Technology created to fight climate change with beer and chips

Technology created to fight climate change with beer and chips

The new technology will make three production processes environmentally friendly.

Britain has come up with a new technology that will help fight climate change. The chips and beer-making process will produce fertiliser for farmers, but no harmful emissions will be released into the atmosphere.

Crisp maker Walkers is set to launch the new technology and reduce its carbon dioxide emissions by 70%. Under the process, CO2 from the fermentation process of beer will be mixed with potato waste to become a mineral fertilizer in the agricultural sector. The fertilizer will be used in fields where potatoes are grown.

The point is that fertiliser production is also accompanied by high CO2 emissions, and the new technology will make three processes environmentally friendly at once. The mix of beer and chips will do double work – collecting all the harmful gases from both fermentation and fertilizer production.

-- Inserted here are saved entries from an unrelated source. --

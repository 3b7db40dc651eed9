use crate::media::TrackKind;
use huddle_core::ParticipantId;
use std::sync::Arc;
use webrtc::rtp_transceiver::rtp_codec::RTPCodecType;
use webrtc::track::track_remote::TrackRemote;

/// One inbound track reported by a peer link.
#[derive(Clone)]
pub struct RemoteTrack {
    pub id: String,
    pub kind: TrackKind,
    pub track: Arc<TrackRemote>,
}

impl RemoteTrack {
    pub fn new(track: Arc<TrackRemote>) -> Self {
        let kind = match track.kind() {
            RTPCodecType::Audio => TrackKind::Audio,
            _ => TrackKind::Video,
        };
        Self {
            id: track.id(),
            kind,
            track,
        }
    }
}

/// The renderable media of one remote participant: every track their link
/// has delivered so far. This is the only bridge from negotiation state to
/// the rendering collaborator.
#[derive(Clone)]
pub struct RemoteStream {
    pub peer_id: ParticipantId,
    pub tracks: Vec<RemoteTrack>,
}

impl RemoteStream {
    pub fn new(peer_id: ParticipantId) -> Self {
        Self {
            peer_id,
            tracks: Vec::new(),
        }
    }

    pub fn video_track(&self) -> Option<&RemoteTrack> {
        self.tracks.iter().find(|t| t.kind == TrackKind::Video)
    }

    pub fn audio_tracks(&self) -> impl Iterator<Item = &RemoteTrack> {
        self.tracks.iter().filter(|t| t.kind == TrackKind::Audio)
    }
}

It is reported that the chipmaker is already using a methane fermentation system, through which bacteria feed on potato waste and produce gas. It is collected and burned during the chip frying process, and this ensures that no fossil fuels are used to make the chips. After fermentation, potato pulp remains, which will be mixed with beer fermentation waste.

The company developing this technology is already working on other projects that are used in the production of fuels, polymers, fertilisers and building materials.